Suppose you take factorials of a lot of numbers and look at the leading digit of each result. You could argue that there’s no apparent reason that any digit would be more common than any other, so you’d expect each of the digits 1 through 9 would come up 1/9 of the time. Sounds plausible, but it’s wrong.

The leading digits of factorials follow Benford’s law as described in the previous post. In fact, factorials follow Benford’s law even better than physical constants do. Here’s a graph of the leading digits of the factorials of 1 through 500.

In the remainder of this post, I’ll explain why Benford’s law should apply to factorials, make an aside on statistics, and point out an interesting feature of the Python code used to generate the chart above.

Why Benford’s law applies

Here’s a hand-waving explanation. One way to justify Benford’s law is to say that physical constants are uniformly distributed, but on a logarithmic scale. The same is true for factorials, and it’s easier to see why.

The leading digits of the logarithms depend on on their logarithms in base 10. The gamma function extends the factorial function and it is log-convex. The logarithm of the gamma function is fairly flat (see plot here), and so the leading digits of the log-gamma function applied to integers are uniformly distributed on a logarithmic scale.  (I’ve mixed logs base 10 and natural logs here, but that doesn’t matter. All logarithms are the same up to a multiplicative constant. So if a plot is nearly linear on a log10 scale, it’s nearly linear on a natural log scale.)

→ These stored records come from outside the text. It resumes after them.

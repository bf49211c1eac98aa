//! Training of image classifiers.
mod base;
mod config;
mod context;
mod scheduler;
pub use base::ClassifierTrainer;
pub use config::ClassifierTrainerConfig;
pub use context::TrainingContext;
pub use scheduler::{PlateauConfig, PlateauScheduler};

Update: Graham gives a link in the comments below to a paper proving that factorials satisfy Benford’s law exactly in the limit.

Uniform on what scale?

This example brings up an important principle in statistics. Some say that if you don’t have a reason to assume anything else, use a uniform distribution. For example, some say that a uniform prior is the ideal uninformative prior for Bayesian statistics. But you have to ask “Uniform on what scale?” It turns out that the leading digits of physical constants and factorials are indeed uniformly distributed, but on a logarithmic scale.

Python integers and floating point

I used nearly the same code to produce the chart above as I used in its counterpart in the previous post. However, one thing had to change: I couldn’t compute the leading digits of the factorials the same way. Python has extended precision integers, so I can compute 500! factorial without overflowing. Using floating point numbers, I could only go up to 170!. But when I used my previous code to find the leading digit, it first tried to apply log10 to an integer larger than the largest representable floating point number and failed. Converting numbers such as 500! to floating point numbers will overflow. (See Floating point numbers are a leaky abstraction.)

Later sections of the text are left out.